Disadorno e casual come un Bonaga d'alta finanza, l'ex commercialista che ascolta musica classica e Fabrizio De Andrè ricorda, nella sua ruvidezza, la Bestia dell'omonima fiaba, «O fai come dico io, o passerai i tuoi giorni incatenata», rivolto alla Bella (la fabbrica, il Paese, le parti sociali). Ma in Marchionne, a differenza del mostro peloso, non alberga alcuna traccia d'amore. Nessun incantesimo o prodigio sembra poterlo trasformare in un principe e invertire il suo e il nostro destino. L'ostinazione ha superato numeri e lumi. È l'Alberto Sordi dei Vitelloni, dopo la festa di carnevale: «Siete tutti nessuno!», gridava ubriaco e sincero. Messo all'angolo dagli eventi (ossia da se stesso), Marchionne tira fuori tutta la sua ambiguità, che non sta, come vorrebbe Augias, nell'equivoco tra il salvatore della patria o il profittatore d'impresa, ma nell'aver scelto di nutrire in vita le ragioni di una lenta morte. Il lento svanire di ogni entusiasmo per l'anno che verrà.

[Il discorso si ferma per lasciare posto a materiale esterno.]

//! Auto-refreshing describe sessions.
//!
//! A session owns one poll thread, one [`DeliverySlot`] and a close-once
//! shutdown signal. The poll thread is the only writer of the slot; callers
//! drain it through [`DescribeSession::read`].
//!
//! # Shutdown
//!
//! The poll thread waits on a channel receiver with a timeout. Closing drops the
//! sender, which wakes the wait immediately with `Disconnected`. A describe call
//! already in flight is not interrupted; the thread exits at the next loop
//! boundary.

mod poll;
mod registry;
mod slot;

pub use registry::SessionRegistry;
pub use slot::{DeliverySlot, Offer};

use std::sync::atomic::{AtomicBool, AtomicU64, Ordering};
use std::sync::mpsc::{self, Sender};
use std::sync::{Arc, Mutex};
use std::thread::{self, JoinHandle};

use chrono::{DateTime, Utc};
use tracing::info;

use crate::backend::ResourceDescriber;
use crate::backoff::RetryBackoff;
use crate::error::{DescribeError, Result};
use crate::types::{ConnectionConfig, DescribeRequest, DescribeSettings, SessionId, SessionInfo};

#[derive(Default)]
pub(crate) struct SessionStats {
    pub polls: AtomicU64,
    pub failures: AtomicU64,
    pub deliveries: AtomicU64,
    pub dropped: AtomicU64,
    pub current_delay_ms: AtomicU64,
}

/// State shared between the session handle and its poll thread.
pub(crate) struct SessionShared {
    pub id: SessionId,
    pub request: DescribeRequest,
    pub connection: Arc<ConnectionConfig>,
    pub describer: Arc<dyn ResourceDescriber>,
    pub settings: DescribeSettings,
    pub slot: DeliverySlot,
    pub closed: AtomicBool,
    pub opened_at: DateTime<Utc>,
    pub stats: SessionStats,
}

impl SessionShared {
    pub fn is_closed(&self) -> bool {
        self.closed.load(Ordering::SeqCst)
    }
}

/// Everything a session needs that was resolved before it started.
pub(crate) struct SessionParts {
    pub request: DescribeRequest,
    pub connection: Arc<ConnectionConfig>,
    pub describer: Arc<dyn ResourceDescriber>,
    pub settings: DescribeSettings,
    pub initial: String,
    pub backoff: RetryBackoff,
}

pub struct DescribeSession {
    shared: Arc<SessionShared>,
    shutdown: Mutex<Option<Sender<()>>>,
    worker: Mutex<Option<JoinHandle<()>>>,
}

impl DescribeSession {
    /// Builds the session around an already-rendered first output and starts
    /// its poll thread.
    pub(crate) fn start(id: SessionId, parts: SessionParts) -> Result<Self> {
        let SessionParts {
            request,
            connection,
            describer,
            settings,
            initial,
            backoff,
        } = parts;

        let stats = SessionStats::default();
        stats
            .current_delay_ms
            .store(poll::millis(backoff.delay()), Ordering::Relaxed);

        let shared = Arc::new(SessionShared {
            id,
            request,
            connection,
            describer,
            settings,
            slot: DeliverySlot::new(initial),
            closed: AtomicBool::new(false),
            opened_at: Utc::now(),
            stats,
        });

        let (shutdown_tx, shutdown_rx) = mpsc::channel();
        let worker = {
            let shared = Arc::clone(&shared);
            thread::Builder::new()
                .name(format!("describe-session-{id}"))
                .spawn(move || poll::run(shared, shutdown_rx, backoff))
                .map_err(DescribeError::PollLoop)?
        };

        info!(
            session_id = id,
            context = %shared.request.context,
            resource = %shared.request.resource_type,
            namespace = %shared.request.namespace,
            name = %shared.request.name,
            "Describe session opened"
        );

        Ok(Self {
            shared,
            shutdown: Mutex::new(Some(shutdown_tx)),
            worker: Mutex::new(Some(worker)),
        })
    }

    pub fn id(&self) -> SessionId {
        self.shared.id
    }

    /// Takes the pending render without blocking. `None` means no new content.
    pub fn read(&self) -> Option<String> {
        self.shared.slot.take()
    }

    pub fn is_open(&self) -> bool {
        !self.shared.is_closed()
    }

    /// Marks the session closed and signals the poll thread.
    ///
    /// Only the first call does anything; it returns `true`.
    pub fn close(&self) -> bool {
        if self.shared.closed.swap(true, Ordering::SeqCst) {
            return false;
        }
        // Dropping the sender wakes the poll thread's wait
        drop(
            self.shutdown
                .lock()
                .unwrap_or_else(|poisoned| poisoned.into_inner())
                .take(),
        );
        info!(session_id = self.shared.id, "Describe session closed");
        true
    }

    /// True once the poll thread has exited.
    pub fn is_finished(&self) -> bool {
        self.worker
            .lock()
            .unwrap_or_else(|poisoned| poisoned.into_inner())
            .as_ref()
            .map_or(true, |handle| handle.is_finished())
    }

    /// Waits for the poll thread to exit. Only meaningful after [`close`](Self::close).
    pub fn join(&self) {
        let handle = self
            .worker
            .lock()
            .unwrap_or_else(|poisoned| poisoned.into_inner())
            .take();
        if let Some(handle) = handle {
            let _ = handle.join();
        }
    }

    pub fn info(&self) -> SessionInfo {
        let shared = &self.shared;
        let stats = &shared.stats;
        SessionInfo {
            id: shared.id,
            context: shared.request.context.clone(),
            resource_type: shared.request.resource_type.clone(),
            namespace: shared.request.namespace.clone(),
            name: shared.request.name.clone(),
            server: shared.connection.server.clone(),
            opened_at: shared.opened_at,
            open: !shared.is_closed(),
            polls: stats.polls.load(Ordering::Relaxed),
            failures: stats.failures.load(Ordering::Relaxed),
            deliveries: stats.deliveries.load(Ordering::Relaxed),
            dropped: stats.dropped.load(Ordering::Relaxed),
            current_delay_ms: stats.current_delay_ms.load(Ordering::Relaxed),
        }
    }
}

impl Drop for DescribeSession {
    fn drop(&mut self) {
        self.close();
    }
}

#[cfg(test)]
mod tests {
    use super::*;
    use crate::backend::test_utils::ScriptedDescriber;
    use crate::error::BackendError;
    use crate::types::ResourceType;
    use std::time::{Duration, Instant};

    const WAIT: Duration = Duration::from_secs(5);

    fn parts(
        describer: Arc<dyn ResourceDescriber>,
        initial: &str,
        backoff: RetryBackoff,
    ) -> SessionParts {
        SessionParts {
            request: DescribeRequest {
                resource_type: ResourceType::new("", "v1", "pods"),
                namespace: "default".to_string(),
                name: "web-0".to_string(),
                context: "dev".to_string(),
            },
            connection: Arc::new(ConnectionConfig::new("dev")),
            describer,
            settings: DescribeSettings::default(),
            initial: initial.to_string(),
            backoff,
        }
    }

    /// Blocks every call until the test hands it a response.
    struct GatedDescriber {
        entered: Mutex<mpsc::Sender<()>>,
        responses: Mutex<mpsc::Receiver<std::result::Result<String, String>>>,
    }

    impl ResourceDescriber for GatedDescriber {
        fn describe(
            &self,
            _namespace: &str,
            _name: &str,
            _settings: &DescribeSettings,
        ) -> std::result::Result<String, BackendError> {
            let _ = self.entered.lock().unwrap().send(());
            let response = self
                .responses
                .lock()
                .unwrap()
                .recv()
                .map_err(|_| BackendError::new("gate closed"))?;
            response.map_err(BackendError::from)
        }
    }

    /// Panics on the first call, then renders "B".
    struct PanicOnceDescriber {
        calls: AtomicU64,
    }

    impl ResourceDescriber for PanicOnceDescriber {
        fn describe(
            &self,
            _namespace: &str,
            _name: &str,
            _settings: &DescribeSettings,
        ) -> std::result::Result<String, BackendError> {
            if self.calls.fetch_add(1, Ordering::SeqCst) == 0 {
                panic!("describer blew up");
            }
            Ok("B".to_string())
        }
    }

    fn start_session(describer: Arc<ScriptedDescriber>, initial: &str) -> DescribeSession {
        let backoff = RetryBackoff::new(Duration::from_millis(5), Duration::from_millis(40));
        DescribeSession::start(1, parts(describer, initial, backoff)).unwrap()
    }

    #[test]
    fn close_is_idempotent_and_stops_poll_thread() {
        let describer = Arc::new(ScriptedDescriber::outputs(["A"]));
        let session = start_session(describer, "A");

        assert!(session.is_open());
        assert!(session.close());
        assert!(!session.close());
        assert!(!session.is_open());

        session.join();
        assert!(session.is_finished());
    }

    #[test]
    fn concurrent_close_signals_exactly_once() {
        let describer = Arc::new(ScriptedDescriber::outputs(["A"]));
        let session = Arc::new(start_session(describer, "A"));

        let handles: Vec<_> = (0..8)
            .map(|_| {
                let session = Arc::clone(&session);
                thread::spawn(move || session.close())
            })
            .collect();
        let winners = handles
            .into_iter()
            .map(|h| h.join().unwrap())
            .filter(|closed| *closed)
            .count();

        assert_eq!(winners, 1);
        session.join();
    }

    #[test]
    fn close_interrupts_long_wait() {
        let describer = Arc::new(ScriptedDescriber::outputs(["A"]));
        let backoff = RetryBackoff::new(Duration::from_secs(3600), Duration::from_secs(3600));
        let session = DescribeSession::start(7, parts(describer.clone(), "A", backoff)).unwrap();

        session.close();
        session.join();
        assert!(session.is_finished());
        assert_eq!(describer.calls(), 0);
    }

    #[test]
    fn poll_failures_are_absorbed_and_counted() {
        let describer = Arc::new(ScriptedDescriber::new([
            Err("connection refused"),
            Err("connection refused"),
            Ok("A"),
        ]));
        let session = start_session(describer.clone(), "A");
        assert_eq!(session.read(), Some("A".to_string()));

        assert!(describer.wait_for_calls(4, WAIT));
        let info = session.info();
        assert_eq!(info.failures, 2);
        assert!(info.polls >= 3);
        assert_eq!(session.read(), None);
        session.close();
    }

    #[test]
    fn info_reports_target_coordinates() {
        let describer = Arc::new(ScriptedDescriber::outputs(["A"]));
        let session = start_session(describer, "A");
        let info = session.info();
        assert_eq!(info.id, 1);
        assert_eq!(info.name, "web-0");
        assert_eq!(info.namespace, "default");
        assert!(info.open);
        assert_eq!(info.current_delay_ms, 5);
        session.close();
        assert!(!session.info().open);
    }

    #[test]
    fn poll_delay_doubles_on_failure_and_resets_on_success() {
        let (entered_tx, entered_rx) = mpsc::channel();
        let (response_tx, response_rx) = mpsc::channel();
        let describer = Arc::new(GatedDescriber {
            entered: Mutex::new(entered_tx),
            responses: Mutex::new(response_rx),
        });
        let backoff = RetryBackoff::new(Duration::from_millis(20), Duration::from_millis(100));
        let session = DescribeSession::start(9, parts(describer, "A", backoff)).unwrap();

        // Each call is held until answered, so the delay read on entry is the
        // one stored by the previous poll.
        let script = [
            Err("refused"),
            Err("refused"),
            Err("refused"),
            Err("refused"),
            Ok("B"),
            Ok("B"),
        ];
        let mut delays = Vec::new();
        for response in script {
            entered_rx.recv_timeout(WAIT).unwrap();
            delays.push(session.info().current_delay_ms);
            response_tx
                .send(response.map(str::to_string).map_err(str::to_string))
                .unwrap();
        }
        entered_rx.recv_timeout(WAIT).unwrap();
        delays.push(session.info().current_delay_ms);

        assert_eq!(delays, [20, 40, 80, 100, 100, 20, 20]);
        assert_eq!(session.info().failures, 4);

        session.close();
        drop(response_tx);
        session.join();
    }

    #[test]
    fn describer_panic_counts_as_failure_and_polling_continues() {
        let describer = Arc::new(PanicOnceDescriber {
            calls: AtomicU64::new(0),
        });
        let backoff = RetryBackoff::new(Duration::from_millis(5), Duration::from_millis(20));
        let session = DescribeSession::start(11, parts(describer, "A", backoff)).unwrap();
        assert_eq!(session.read(), Some("A".to_string()));

        let deadline = Instant::now() + WAIT;
        let delivered = loop {
            if let Some(text) = session.read() {
                break text;
            }
            assert!(Instant::now() < deadline, "no render after describer panic");
            thread::sleep(Duration::from_millis(2));
        };

        assert_eq!(delivered, "B");
        assert!(session.is_open());
        assert!(!session.is_finished());
        assert_eq!(session.info().failures, 1);
        session.close();
    }
}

Di fronte alla sorda caparbietà di Marchionne, così comune nella biografia del nuovo capitalismo, cannibalico e funesto e solitario, (opposto per certi versi alla protervia un po' caciarona dei Della Valle), viene in mente l'incipit della fortunata autobiografia del tennista Andre Agassi, Open. Gliela dedichiamo, per la sua e la nostra salvezza: «Apro gli occhi e non so dove sono o chi sono. Non è una novità: ho passato metà della mia vita senza saperlo. Eppure oggi è diverso. È una confusione più terrificante. Più totale. Alzo lo sguardo. Sono disteso sul pavimento accanto al letto. Adesso ricordo. Sono passato dal letto al pavimento nel cuore della notte. Lo faccio quasi tutte le notti. Giova alla mia schiena. Troppe ore su un materasso morbido sono un'agonia. Conto fino a tre, poi inizio a tirarmi su: un processo lungo e difficile. Con un colpo di tosse e un mugolio rotolo sul fianco, poi mi raggomitolo in posizione fetale, infine mi giro a pancia sotto. Adesso rimango in attesa che il sangue inizi a circolare».